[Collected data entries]
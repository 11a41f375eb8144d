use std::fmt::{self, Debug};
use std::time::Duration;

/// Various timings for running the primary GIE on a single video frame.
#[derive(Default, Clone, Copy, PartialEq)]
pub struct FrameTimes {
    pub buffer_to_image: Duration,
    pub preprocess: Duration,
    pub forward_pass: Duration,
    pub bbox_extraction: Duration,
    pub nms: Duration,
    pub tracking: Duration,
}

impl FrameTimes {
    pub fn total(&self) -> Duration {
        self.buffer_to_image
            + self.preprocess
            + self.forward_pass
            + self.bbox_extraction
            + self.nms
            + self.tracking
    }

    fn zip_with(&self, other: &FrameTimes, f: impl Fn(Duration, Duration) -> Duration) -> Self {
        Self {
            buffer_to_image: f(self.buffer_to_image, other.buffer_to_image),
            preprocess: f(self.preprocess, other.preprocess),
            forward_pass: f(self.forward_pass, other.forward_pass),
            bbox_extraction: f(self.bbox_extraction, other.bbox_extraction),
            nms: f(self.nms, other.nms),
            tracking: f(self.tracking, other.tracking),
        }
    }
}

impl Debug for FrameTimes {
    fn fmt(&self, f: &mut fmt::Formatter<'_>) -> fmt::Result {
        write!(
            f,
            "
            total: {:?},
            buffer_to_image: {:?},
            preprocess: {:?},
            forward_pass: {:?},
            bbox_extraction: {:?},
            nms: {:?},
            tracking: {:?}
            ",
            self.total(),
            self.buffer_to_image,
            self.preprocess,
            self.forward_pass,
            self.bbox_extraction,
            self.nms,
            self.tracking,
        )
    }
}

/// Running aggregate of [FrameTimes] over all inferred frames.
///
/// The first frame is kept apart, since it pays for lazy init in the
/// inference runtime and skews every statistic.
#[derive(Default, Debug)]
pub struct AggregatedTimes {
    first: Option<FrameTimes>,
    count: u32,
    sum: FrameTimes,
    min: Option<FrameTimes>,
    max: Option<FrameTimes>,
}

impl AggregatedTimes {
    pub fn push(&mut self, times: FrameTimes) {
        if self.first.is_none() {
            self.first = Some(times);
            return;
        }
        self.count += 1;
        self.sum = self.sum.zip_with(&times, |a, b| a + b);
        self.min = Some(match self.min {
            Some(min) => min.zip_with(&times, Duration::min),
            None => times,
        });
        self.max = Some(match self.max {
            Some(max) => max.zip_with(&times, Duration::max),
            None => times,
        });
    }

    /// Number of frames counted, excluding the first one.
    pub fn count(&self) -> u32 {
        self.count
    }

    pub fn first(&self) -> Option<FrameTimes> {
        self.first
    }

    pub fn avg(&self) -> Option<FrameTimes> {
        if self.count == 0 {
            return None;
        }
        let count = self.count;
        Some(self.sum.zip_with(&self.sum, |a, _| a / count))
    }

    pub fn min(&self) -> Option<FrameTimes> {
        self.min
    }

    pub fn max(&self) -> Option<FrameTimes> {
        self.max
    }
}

Task details:
The entries shown above must be restated word for word.

Task answer:
repository 11a41f375eb8144d
use std::fmt::{self, Debug};
use std::time::Duration;

/// Various timings for running the primary GIE on a single video frame.
#[derive(Default, Clone, Copy, PartialEq)]
pub struct FrameTimes {
    pub buffer_to_image: Duration,
    pub preprocess: Duration,
    pub forward_pass: Duration,
    pub bbox_extraction: Duration,
    pub nms: Duration,
    pub tracking: Duration,
}

impl FrameTimes {
    pub fn total(&self) -> Duration {
        self.buffer_to_image
            + self.preprocess
            + self.forward_pass
            + self.bbox_extraction
            + self.nms
            + self.tracking
    }

    fn zip_with(&self, other: &FrameTimes, f: impl Fn(Duration, Duration) -> Duration) -> Self {
        Self {
            buffer_to_image: f(self.buffer_to_image, other.buffer_to_image),
            preprocess: f(self.preprocess, other.preprocess),
            forward_pass: f(self.forward_pass, other.forward_pass),
            bbox_extraction: f(self.bbox_extraction, other.bbox_extraction),
            nms: f(self.nms, other.nms),
            tracking: f(self.tracking, other.tracking),
        }
    }
}

impl Debug for FrameTimes {
    fn fmt(&self, f: &mut fmt::Formatter<'_>) -> fmt::Result {
        write!(
            f,
            "
            total: {:?},
            buffer_to_image: {:?},
            preprocess: {:?},
            forward_pass: {:?},
            bbox_extraction: {:?},
            nms: {:?},
            tracking: {:?}
            ",
            self.total(),
            self.buffer_to_image,
            self.preprocess,
            self.forward_pass,
            self.bbox_extraction,
            self.nms,
            self.tracking,
        )
    }
}

/// Running aggregate of [FrameTimes] over all inferred frames.
///
/// The first frame is kept apart, since it pays for lazy init in the
/// inference runtime and skews every statistic.
#[derive(Default, Debug)]
pub struct AggregatedTimes {
    first: Option<FrameTimes>,
    count: u32,
    sum: FrameTimes,
    min: Option<FrameTimes>,
    max: Option<FrameTimes>,
}

impl AggregatedTimes {
    pub fn push(&mut self, times: FrameTimes) {
        if self.first.is_none() {
            self.first = Some(times);
            return;
        }
        self.count += 1;
        self.sum = self.sum.zip_with(&times, |a, b| a + b);
        self.min = Some(match self.min {
            Some(min) => min.zip_with(&times, Duration::min),
            None => times,
        });
        self.max = Some(match self.max {
            Some(max) => max.zip_with(&times, Duration::max),
            None => times,
        });
    }

    /// Number of frames counted, excluding the first one.
    pub fn count(&self) -> u32 {
        self.count
    }

    pub fn first(&self) -> Option<FrameTimes> {
        self.first
    }

    pub fn avg(&self) -> Option<FrameTimes> {
        if self.count == 0 {
            return None;
        }
        let count = self.count;
        Some(self.sum.zip_with(&self.sum, |a, _| a / count))
    }

    pub fn min(&self) -> Option<FrameTimes> {
        self.min
    }

    pub fn max(&self) -> Option<FrameTimes> {
        self.max
    }
}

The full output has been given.